Aguilar W., Santamaría-Bonfil G., Froese T. & Gershenson C. (2014) The past, present, and future of artificial life. Frontiers in Robotics and AI 1: 8. https://cepa.info/1125
Aguilar W., Santamaría-Bonfil G., Froese T. & Gershenson C.
(
2014)
The past, present, and future of artificial life.
Frontiers in Robotics and AI 1: 8.
Fulltext at https://cepa.info/1125
For millennia people have wondered what makes the living different from the non-living. Beginning in the mid-1980s, artificial life has studied living systems using a synthetic approach: build life in order to understand it better, be it by means of software, hardware, or wetware. This review provides a summary of the advances that led to the development of artificial life, its current research topics, and open problems and opportunities.
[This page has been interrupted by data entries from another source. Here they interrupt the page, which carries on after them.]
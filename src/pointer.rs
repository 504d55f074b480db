//! Latest pointer position shared between the input handler and the frame loop.
//!
//! The window's cursor events are the only writer ([`PointerTracker::record`]);
//! the frame loop reads one snapshot per frame through a [`PointerHandle`].
//! Both live on the event-loop thread, so a `Cell` is enough. A multi-threaded
//! renderer would need to publish the sample as one atomic snapshot instead, since
//! readers must never see `x` from one event and `y` from another.

use glam::Vec2;
use std::cell::Cell;
use std::rc::Rc;

/// Raw pointer coordinates in window pixels, origin top-left.
#[derive(Debug, Clone, Copy, Default, PartialEq)]
pub struct PointerSample {
    pub x: f32,
    pub y: f32,
}

impl PointerSample {
    pub fn new(x: f32, y: f32) -> Self {
        Self { x, y }
    }

    /// Normalized device coordinates: `[-1, 1]` on both axes, +Y up.
    ///
    /// A zero-sized viewport maps everything to the centre.
    pub fn to_ndc(&self, viewport: Vec2) -> Vec2 {
        if viewport.x <= 0.0 || viewport.y <= 0.0 {
            return Vec2::ZERO;
        }
        Vec2::new(
            (self.x / viewport.x) * 2.0 - 1.0,
            -(self.y / viewport.y) * 2.0 + 1.0,
        )
    }
}

/// Owner and single writer of the pointer state.
#[derive(Debug, Default)]
pub struct PointerTracker {
    latest: Rc<Cell<PointerSample>>,
}

impl PointerTracker {
    pub fn new() -> Self {
        Self::default()
    }

    /// Overwrite the latest sample.
    pub fn record(&self, x: f32, y: f32) {
        self.latest.set(PointerSample::new(x, y));
    }

    pub fn latest(&self) -> PointerSample {
        self.latest.get()
    }

    /// Read-only view for the frame loop.
    pub fn handle(&self) -> PointerHandle {
        PointerHandle {
            latest: Rc::clone(&self.latest),
        }
    }
}

/// Read-only view of the pointer state.
#[derive(Debug, Clone)]
pub struct PointerHandle {
    latest: Rc<Cell<PointerSample>>,
}

impl PointerHandle {
    pub fn latest(&self) -> PointerSample {
        self.latest.get()
    }
}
We classify artificial life research into 14 themes: origins of life, autonomy, self-organization, adaptation (including evolution, development, and learning), ecology, artificial societies, behavior, computational biology, artificial chemistries, information, living technology, art, and philosophy. Being interdisciplinary, artificial life seems to be losing its boundaries and merging with other fields. Relevance: Artificial life has contributed to philosophy of biology and of cognitive science, thus making it an important field related to constructivism.